Supported languages:
* Danish (da)
* French (fr)
* German (de)
* Italian (it)
* Kazakh (kk)
* Nepali (ne)
* Norwegian (no)
* Ukrainian (uk)
* U.S. English (en-us)
* Vietnamese (vi)
## Purpose
Larynx is meant to sound good and run reasonably fast on the Raspberry Pi 4.
Voices are trained with [VITS](https://github.com/jaywalnut310/vits/) and exported to the [onnxruntime](https://onnxruntime.ai/).
## Installation
Download a release:
* [amd64](https://github.com/rhasspy/larynx2/releases/download/v0.0.2/larynx_amd64.tar.gz) (desktop Linux)
* [arm64](https://github.com/rhasspy/larynx2/releases/download/v0.0.2/larynx_arm64.tar.gz) (Raspberry Pi 4)
If you want to build from source, see the [Makefile](Makefile) and [C++ source](src/cpp). Last tested with [onnxruntime](https://github.com/microsoft/onnxruntime) 1.13.1.
## Usage
1. [Download a voice](#voices) and extract the `.onnx` and `.onnx.json` files
2. Run the `larynx` binary with text on standard input, `--model /path/to/your-voice.onnx`, and `--output_file output.wav`
For example:
``` sh
echo 'Welcome to the world of speech synthesis!' | \
./larynx --model blizzard_lessac-medium.onnx --output_file welcome.wav
```
For multi-speaker models, use `--speaker <number>` to change speakers (default: 0).

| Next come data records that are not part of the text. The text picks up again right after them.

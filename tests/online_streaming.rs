//! Streaming scenarios for the online selector family
//!
//! Exercises state lineages across repeated updates: growth bounds,
//! append-only guarantees, pure/destructive equivalence and defensive
//! rejection of mismatched state.

use ipsel::{
    select_with, update_in_place_with, update_with, AlgorithmConfig, Point, RBFKernel, SelectArgs,
    SelectionError, StreamKmeans, UniGrid, Webscale, OIPS, SeqDPP,
};
use rand::{Rng, SeedableRng};
use rand_xorshift::XorShiftRng;

fn uniform_batch(n: usize, center: (f64, f64), spread: f64, seed: u64) -> Vec<Point> {
    let mut rng = XorShiftRng::seed_from_u64(seed);
    (0..n)
        .map(|_| {
            Point::new(vec![
                center.0 + (rng.gen::<f64>() - 0.5) * spread,
                center.1 + (rng.gen::<f64>() - 0.5) * spread,
            ])
        })
        .collect()
}

#[test]
fn test_oips_same_region_stays_within_kmax() {
    let _ = env_logger::builder().is_test(true).try_init();
    let config = AlgorithmConfig::from(OIPS::new(0.3).with_kmin(3).with_kmax(12));
    let mut rng = XorShiftRng::seed_from_u64(1);

    let batch_a = uniform_batch(40, (0.0, 0.0), 1.0, 10);
    let selection = select_with(&mut rng, &config, &batch_a, SelectArgs::new()).unwrap();
    let mut set = selection.set;
    let mut state = selection.state.unwrap();
    assert!(set.len() <= 12);
    let after_init = set.len();

    // Disjoint batch covering the same spatial region: little new coverage
    let batch_b = uniform_batch(40, (0.0, 0.0), 1.0, 11);
    update_in_place_with(&mut rng, &mut set, &mut state, &config, &batch_b, SelectArgs::new())
        .unwrap();
    assert!(set.len() <= 12);
    assert!(set.len() >= after_init, "OIPS must never silently shrink");
}

#[test]
fn test_oips_distant_region_accepted_up_to_kmax() {
    let config = AlgorithmConfig::from(OIPS::new(0.3).with_kmin(3).with_kmax(10));
    let mut rng = XorShiftRng::seed_from_u64(2);

    // Near-identical points: only the kmin floor admits anyone
    let batch_a = uniform_batch(30, (0.0, 0.0), 0.01, 20);
    let selection = select_with(&mut rng, &config, &batch_a, SelectArgs::new()).unwrap();
    let mut set = selection.set;
    let mut state = selection.state.unwrap();
    let before = set.len();
    assert_eq!(before, 3);

    // Far-away region: new points must be accepted until the cap
    let batch_b = uniform_batch(30, (100.0, 100.0), 0.01, 21);
    update_in_place_with(&mut rng, &mut set, &mut state, &config, &batch_b, SelectArgs::new())
        .unwrap();
    assert!(set.len() > before);
    assert!(set.len() <= 10);
}

#[test]
fn test_oips_growth_monotone_until_kmin() {
    let config = AlgorithmConfig::from(OIPS::new(0.5).with_kmin(6));
    let mut rng = XorShiftRng::seed_from_u64(3);
    // Fewer points than kmin: everything is admitted
    let tiny = uniform_batch(4, (0.0, 0.0), 0.1, 30);
    let selection = select_with(&mut rng, &config, &tiny, SelectArgs::new()).unwrap();
    assert_eq!(selection.set.len(), 4);

    let mut set = selection.set;
    let mut state = selection.state.unwrap();
    let more = uniform_batch(4, (0.0, 0.0), 0.1, 31);
    update_in_place_with(&mut rng, &mut set, &mut state, &config, &more, SelectArgs::new())
        .unwrap();
    assert!(set.len() >= 6, "growth below kmin must continue");
}

#[test]
fn test_oips_with_kernel_distance() {
    let kernel = RBFKernel::new(0.5);
    let config = AlgorithmConfig::from(OIPS::new(0.4).with_kmin(2).with_kmax(20));
    let mut rng = XorShiftRng::seed_from_u64(4);
    let batch = uniform_batch(30, (0.0, 0.0), 4.0, 40);
    let selection = select_with(
        &mut rng,
        &config,
        &batch,
        SelectArgs::new().with_kernel(&kernel),
    )
    .unwrap();
    assert!(selection.set.len() >= 2);
    assert!(selection.set.len() <= 20);
}

#[test]
fn test_seqdpp_never_shrinks_across_updates() {
    let kernel = RBFKernel::new(0.3);
    let config = AlgorithmConfig::from(SeqDPP::new());
    let mut rng = XorShiftRng::seed_from_u64(5);
    let args = SelectArgs::new().with_kernel(&kernel);

    let selection = select_with(&mut rng, &config, &uniform_batch(12, (0.0, 0.0), 2.0, 50), args)
        .unwrap();
    let mut set = selection.set;
    let mut state = selection.state.unwrap();

    let mut previous = set.to_points();
    for round in 0..5 {
        let batch = uniform_batch(10, (round as f64 * 8.0, 0.0), 2.0, 51 + round as u64);
        update_in_place_with(&mut rng, &mut set, &mut state, &config, &batch, args).unwrap();
        let current = set.to_points();
        assert!(current.len() >= previous.len());
        assert_eq!(&current[..previous.len()], &previous[..]);
        previous = current;
    }
}

#[test]
fn test_unigrid_box_extends_and_stays_lazy() {
    let config = AlgorithmConfig::from(UniGrid::new(5));
    let mut rng = XorShiftRng::seed_from_u64(6);
    let selection = select_with(
        &mut rng,
        &config,
        &uniform_batch(20, (0.0, 0.0), 2.0, 60),
        SelectArgs::new(),
    )
    .unwrap();
    let mut set = selection.set;
    let mut state = selection.state.unwrap();
    assert_eq!(set.len(), 25);

    let far = vec![Point::new(vec![50.0, -50.0])];
    update_in_place_with(&mut rng, &mut set, &mut state, &config, &far, SelectArgs::new())
        .unwrap();
    let grid = set.as_grid().expect("grid must stay lazy across updates");
    assert_eq!(set.len(), 25);
    assert!(grid.axes()[0].last().copied().unwrap() >= 50.0);
    assert!(grid.axes()[1].first().copied().unwrap() <= -50.0);
}

#[test]
fn test_streaming_kmeans_family_keeps_size() {
    let mut rng = XorShiftRng::seed_from_u64(7);
    for config in [
        AlgorithmConfig::from(StreamKmeans::new(6)),
        AlgorithmConfig::from(Webscale::new(6)),
    ] {
        let selection = select_with(
            &mut rng,
            &config,
            &uniform_batch(30, (0.0, 0.0), 2.0, 70),
            SelectArgs::new(),
        )
        .unwrap();
        let mut set = selection.set;
        let mut state = selection.state.unwrap();
        assert_eq!(set.len(), 6);

        for round in 0..4 {
            let batch = uniform_batch(25, (round as f64 * 3.0, 1.0), 2.0, 71 + round as u64);
            update_in_place_with(&mut rng, &mut set, &mut state, &config, &batch, SelectArgs::new())
                .unwrap();
            assert_eq!(set.len(), 6, "{} must keep its target size", config.name());
        }
    }
}

#[test]
fn test_webscale_centroids_follow_drift() {
    let config = AlgorithmConfig::from(Webscale::new(4));
    let mut rng = XorShiftRng::seed_from_u64(8);
    let selection = select_with(
        &mut rng,
        &config,
        &uniform_batch(20, (0.0, 0.0), 1.0, 80),
        SelectArgs::new(),
    )
    .unwrap();
    let mut set = selection.set;
    let mut state = selection.state.unwrap();

    for round in 0..10 {
        let batch = uniform_batch(20, (20.0, 20.0), 1.0, 81 + round as u64);
        update_in_place_with(&mut rng, &mut set, &mut state, &config, &batch, SelectArgs::new())
            .unwrap();
    }
    let drifted = set
        .iter()
        .map(|c| c.distance(&Point::new(vec![20.0, 20.0])))
        .fold(f64::INFINITY, f64::min);
    assert!(drifted < 5.0, "at least one centroid must track the stream");
}

#[test]
fn test_pure_update_leaves_inputs_untouched() {
    let config = AlgorithmConfig::from(OIPS::new(0.4).with_kmin(3));
    let mut rng = XorShiftRng::seed_from_u64(9);
    let selection = select_with(
        &mut rng,
        &config,
        &uniform_batch(15, (0.0, 0.0), 1.5, 90),
        SelectArgs::new(),
    )
    .unwrap();
    let state = selection.state.unwrap();
    let original = selection.set.to_points();

    let refreshed = update_with(
        &mut rng,
        &selection.set,
        &state,
        &config,
        &uniform_batch(15, (30.0, 30.0), 1.5, 91),
        SelectArgs::new(),
    )
    .unwrap();

    assert_eq!(selection.set.to_points(), original);
    assert!(refreshed.set.len() >= original.len());
    assert!(refreshed.state.is_some());
}

#[test]
fn test_foreign_state_shape_rejected() {
    let mut rng = XorShiftRng::seed_from_u64(10);
    let config = AlgorithmConfig::from(Webscale::new(5));
    let first = select_with(
        &mut rng,
        &config,
        &uniform_batch(20, (0.0, 0.0), 1.0, 100),
        SelectArgs::new(),
    )
    .unwrap();
    let second = select_with(
        &mut rng,
        &AlgorithmConfig::from(Webscale::new(7)),
        &uniform_batch(20, (0.0, 0.0), 1.0, 101),
        SelectArgs::new(),
    )
    .unwrap();

    // Pair the first set with the second lineage's state
    let result = update_with(
        &mut rng,
        &first.set,
        &second.state.unwrap(),
        &config,
        &uniform_batch(5, (0.0, 0.0), 1.0, 102),
        SelectArgs::new(),
    );
    assert!(matches!(result, Err(SelectionError::StateMismatch(_))));
}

See `larynx --help` for more options.
## Training
See [src/python](src/python)
Start by creating a virtual environment:
``` sh
cd larynx2/src/python
python3 -m venv .venv
source .venv/bin/activate
pip3 install --upgrade pip
pip3 install --upgrade wheel setuptools
pip3 install -r requirements.txt
```
Run the `build_monotonic_align.sh` script in the `src/python` directory to build the extension.

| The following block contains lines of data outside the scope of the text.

/// Per-call keyword arguments
///
/// Each algorithm declares which of these it requires; a missing required
/// argument fails with `MissingArgument` before any computation starts.
#[derive(Clone, Copy, Default)]
pub struct SelectArgs<'a> {
    kernel: Option<&'a dyn Kernel>,
    targets: Option<&'a [f64]>,
    noise: Option<f64>,
    weights: Option<&'a [f64]>,
}

impl<'a> SelectArgs<'a> {
    /// Empty argument bundle
    pub fn new() -> Self {
        Self::default()
    }

    /// Supply the kernel oracle (required by the DPP family and Greedy,
    /// optional for OIPS)
    pub fn with_kernel(mut self, kernel: &'a dyn Kernel) -> Self {
        self.kernel = Some(kernel);
        self
    }

    /// Supply observed targets (required by Greedy)
    pub fn with_targets(mut self, targets: &'a [f64]) -> Self {
        self.targets = Some(targets);
        self
    }

    /// Supply the observation noise variance (required by Greedy)
    pub fn with_noise(mut self, noise: f64) -> Self {
        self.noise = Some(noise);
        self
    }

    /// Supply sampling weights (optional for RandomSubset)
    pub fn with_weights(mut self, weights: &'a [f64]) -> Self {
        self.weights = Some(weights);
        self
    }

    fn kernel(&self) -> Option<&'a dyn Kernel> {
        self.kernel
    }

    fn weights(&self) -> Option<&'a [f64]> {
        self.weights
    }

    fn require_kernel(&self, algorithm: &'static str) -> Result<&'a dyn Kernel> {
        self.kernel.ok_or(SelectionError::MissingArgument {
            algorithm,
            argument: "kernel",
        })
    }

    fn require_targets(&self, algorithm: &'static str) -> Result<&'a [f64]> {
        self.targets.ok_or(SelectionError::MissingArgument {
            algorithm,
            argument: "targets",
        })
    }

    fn require_noise(&self, algorithm: &'static str) -> Result<f64> {
        self.noise.ok_or(SelectionError::MissingArgument {
            algorithm,
            argument: "noise",
        })
    }
}

/// Algorithm configuration: one variant per selection strategy
///
/// Constructed once and reused across calls; hyperparameters live in the
/// wrapped per-algorithm structs.
#[derive(Debug, Clone, Serialize, Deserialize)]
pub enum AlgorithmConfig {
    RandomSubset(RandomSubset),
    KMeans(KMeans),
    KDPP(KDPP),
    StdDPP(StdDPP),
    Greedy(Greedy),
    CoverTree(CoverTree),
    OIPS(OIPS),
    UniGrid(UniGrid),
    SeqDPP(SeqDPP),
    StreamKmeans(StreamKmeans),
    Webscale(Webscale),
}

impl AlgorithmConfig {
    /// Human-readable algorithm name
    pub fn name(&self) -> &'static str {
        match self {
            AlgorithmConfig::RandomSubset(_) => "RandomSubset",
            AlgorithmConfig::KMeans(_) => "KMeans",
            AlgorithmConfig::KDPP(_) => "kDPP",
            AlgorithmConfig::StdDPP(_) => "StdDPP",
            AlgorithmConfig::Greedy(_) => "Greedy",
            AlgorithmConfig::CoverTree(_) => "CoverTree",
            AlgorithmConfig::OIPS(_) => "OIPS",
            AlgorithmConfig::UniGrid(_) => "UniGrid",
            AlgorithmConfig::SeqDPP(_) => "SeqDPP",
            AlgorithmConfig::StreamKmeans(_) => "StreamKmeans",
            AlgorithmConfig::Webscale(_) => "Webscale",
        }
    }

    /// Whether the algorithm supports incremental updates
    pub fn is_online(&self) -> bool {
        matches!(
            self,
            AlgorithmConfig::OIPS(_)
                | AlgorithmConfig::UniGrid(_)
                | AlgorithmConfig::SeqDPP(_)
                | AlgorithmConfig::StreamKmeans(_)
                | AlgorithmConfig::Webscale(_)
        )
    }
}

macro_rules! impl_from_config {
    ($($variant:ident),+) => {
        $(impl From<$variant> for AlgorithmConfig {
            fn from(alg: $variant) -> Self {
                AlgorithmConfig::$variant(alg)
            }
        })+
    };
}

impl_from_config!(
    RandomSubset,
    KMeans,
    KDPP,
    StdDPP,
    Greedy,
    CoverTree,
    OIPS,
    UniGrid,
    SeqDPP,
    StreamKmeans,
    Webscale
);

/// Opaque auxiliary state for online selectors
///
/// Travels with the inducing set it was produced for; the contents are
/// algorithm-owned and never exposed. Passing a state to an update call
/// with a different configuration or a foreign inducing set fails with
/// `StateMismatch` where detectable.
#[derive(Debug, Clone)]
pub struct SelectionState {
    inner: StateInner,
}

#[derive(Debug, Clone)]
enum StateInner {
    OIPS {
        threshold: f64,
    },
    SeqDPP {
        gram: DMatrix<f64>,
    },
    UniGrid {
        lo: Vec<f64>,
        hi: Vec<f64>,
    },
    StreamKmeans {
        counts: Vec<f64>,
        facility: f64,
    },
    Webscale {
        counts: Vec<u64>,
    },
}

impl SelectionState {
    /// Name of the algorithm this state belongs to
    pub fn algorithm(&self) -> &'static str {
        match &self.inner {
            StateInner::OIPS { .. } => "OIPS",
            StateInner::SeqDPP { .. } => "SeqDPP",
            StateInner::UniGrid { .. } => "UniGrid",
            StateInner::StreamKmeans { .. } => "StreamKmeans",
            StateInner::Webscale { .. } => "Webscale",
        }
    }
}

/// Result of a selection or update: the inducing set plus, for online
/// algorithms, the opaque state required by subsequent updates
#[derive(Debug, Clone)]
pub struct Selection {
    pub set: InducingSet,
    pub state: Option<SelectionState>,
}

/// Normalize a dataset and validate that every point shares one dimension
fn normalize<D: Dataset + ?Sized>(data: &D) -> Result<Vec<Point>> {
    if data.is_empty() {
        return Err(SelectionError::InvalidSize("empty dataset".into()));
    }
    let points = data.to_points();
    let dim = points[0].dim();
    if dim == 0 {
        return Err(SelectionError::InvalidSize(
            "points must have at least one dimension".into(),
        ));
    }
    for p in &points {
        if p.dim() != dim {
            return Err(SelectionError::DimensionMismatch {
                expected: dim,
                actual: p.dim(),
            });
        }
    }
    Ok(points)
}

/// Select an inducing set from scratch with an explicit random source
pub fn select_with<R, D>(
    rng: &mut R,
    config: &AlgorithmConfig,
    data: &D,
    args: SelectArgs<'_>,
) -> Result<Selection>
where
    R: Rng + ?Sized,
    D: Dataset + ?Sized,
{
    let points = normalize(data)?;
    match config {
        AlgorithmConfig::RandomSubset(alg) => {
            let z = random::select(rng, alg, &points, args.weights())?;
            Ok(offline_selection(z))
        }
        AlgorithmConfig::KMeans(alg) => {
            let z = kmeans::select(rng, alg, &points)?;
            Ok(offline_selection(z))
        }
        AlgorithmConfig::KDPP(alg) => {
            let kernel = args.require_kernel("kDPP")?;
            let z = dpp::select_kdpp(rng, alg, &points, kernel)?;
            Ok(offline_selection(z))
        }
        AlgorithmConfig::StdDPP(_) => {
            let kernel = args.require_kernel("StdDPP")?;
            let z = dpp::select_std_dpp(rng, &points, kernel)?;
            Ok(offline_selection(z))
        }
        AlgorithmConfig::Greedy(alg) => {
            let kernel = args.require_kernel("Greedy")?;
            let targets = args.require_targets("Greedy")?;
            let noise = args.require_noise("Greedy")?;
            let z = greedy::select(rng, alg, &points, targets, kernel, noise)?;
            Ok(offline_selection(z))
        }
        AlgorithmConfig::CoverTree(alg) => {
            let z = covertree::select(alg, &points)?;
            Ok(offline_selection(z))
        }
        AlgorithmConfig::OIPS(alg) => {
            let (z, threshold) = oips::init(alg, &points, args.kernel())?;
            Ok(Selection {
                set: InducingSet::from_points(z),
                state: Some(SelectionState {
                    inner: StateInner::OIPS { threshold },
                }),
            })
        }
        AlgorithmConfig::UniGrid(alg) => {
            let (grid, lo, hi) = unigrid::init(alg, &points)?;
            Ok(Selection {
                set: InducingSet::from_grid(grid),
                state: Some(SelectionState {
                    inner: StateInner::UniGrid { lo, hi },
                }),
            })
        }
        AlgorithmConfig::SeqDPP(_) => {
            let kernel = args.require_kernel("SeqDPP")?;
            let (z, gram) = seqdpp::init(rng, &points, kernel)?;
            Ok(Selection {
                set: InducingSet::from_points(z),
                state: Some(SelectionState {
                    inner: StateInner::SeqDPP { gram },
                }),
            })
        }
        AlgorithmConfig::StreamKmeans(alg) => {
            let (z, state) = streamkmeans::init(rng, alg, &points)?;
            Ok(Selection {
                set: InducingSet::from_points(z),
                state: Some(SelectionState {
                    inner: StateInner::StreamKmeans {
                        counts: state.counts,
                        facility: state.facility,
                    },
                }),
            })
        }
        AlgorithmConfig::Webscale(alg) => {
            let (z, counts) = webscale::init(rng, alg, &points)?;
            Ok(Selection {
                set: InducingSet::from_points(z),
                state: Some(SelectionState {
                    inner: StateInner::Webscale { counts },
                }),
            })
        }
    }
}

/// Select an inducing set from scratch
///
/// Convenience form of [`select_with`] drawing from a locally seeded
/// random source; use the explicit form for reproducibility.
pub fn select<D>(config: &AlgorithmConfig, data: &D, args: SelectArgs<'_>) -> Result<Selection>
where
    D: Dataset + ?Sized,
{
    let mut rng = StdRng::from_entropy();
    select_with(&mut rng, config, data, args)
}

/// Update an existing inducing set with a new batch, returning a fresh set
/// and state (the inputs are left untouched)
pub fn update_with<R, D>(
    rng: &mut R,
    set: &InducingSet,
    state: &SelectionState,
    config: &AlgorithmConfig,
    batch: &D,
    args: SelectArgs<'_>,
) -> Result<Selection>
where
    R: Rng + ?Sized,
    D: Dataset + ?Sized,
{
    let mut new_set = set.clone();
    let mut new_state = state.clone();
    update_in_place_with(rng, &mut new_set, &mut new_state, config, batch, args)?;
    Ok(Selection {
        set: new_set,
        state: Some(new_state),
    })
}

/// Update an existing inducing set with a new batch
///
/// Convenience form of [`update_with`] drawing from a locally seeded
/// random source.
pub fn update<D>(
    set: &InducingSet,
    state: &SelectionState,
    config: &AlgorithmConfig,
    batch: &D,
    args: SelectArgs<'_>,
) -> Result<Selection>
where
    D: Dataset + ?Sized,
{
    let mut rng = StdRng::from_entropy();
    update_with(&mut rng, set, state, config, batch, args)
}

Ensure you have [espeak-ng](https://github.com/espeak-ng/espeak-ng/) installed (`sudo apt-get install espeak-ng`).
Next, preprocess your dataset:
``` sh
python3 -m larynx_train.preprocess \
--language en-us \
--input-dir /path/to/ljspeech/ \
--output-dir /path/to/training_dir/ \
--dataset-format ljspeech \
--sample-rate 22050
```
Datasets must either be in the [LJSpeech](https://keithito.com/LJ-Speech-Dataset/) format or from [Mimic Recording Studio](https://github.com/MycroftAI/mimic-recording-studio) (`--dataset-format mycroft`).
Finally, you can train:
``` sh
python3 -m larynx_train \
--dataset-dir /path/to/training_dir/ \
--accelerator 'gpu' \
--devices 1 \
--batch-size 32 \
--validation-split 0.05 \
--num-test-examples 5 \
--max_epochs 10000 \
--precision 32
```
Training uses [PyTorch Lightning](https://www.pytorchlightning.ai/). Run `tensorboard --logdir /path/to/training_dir/lightning_logs` to monitor. See `python3 -m larynx_train --help` for many additional options.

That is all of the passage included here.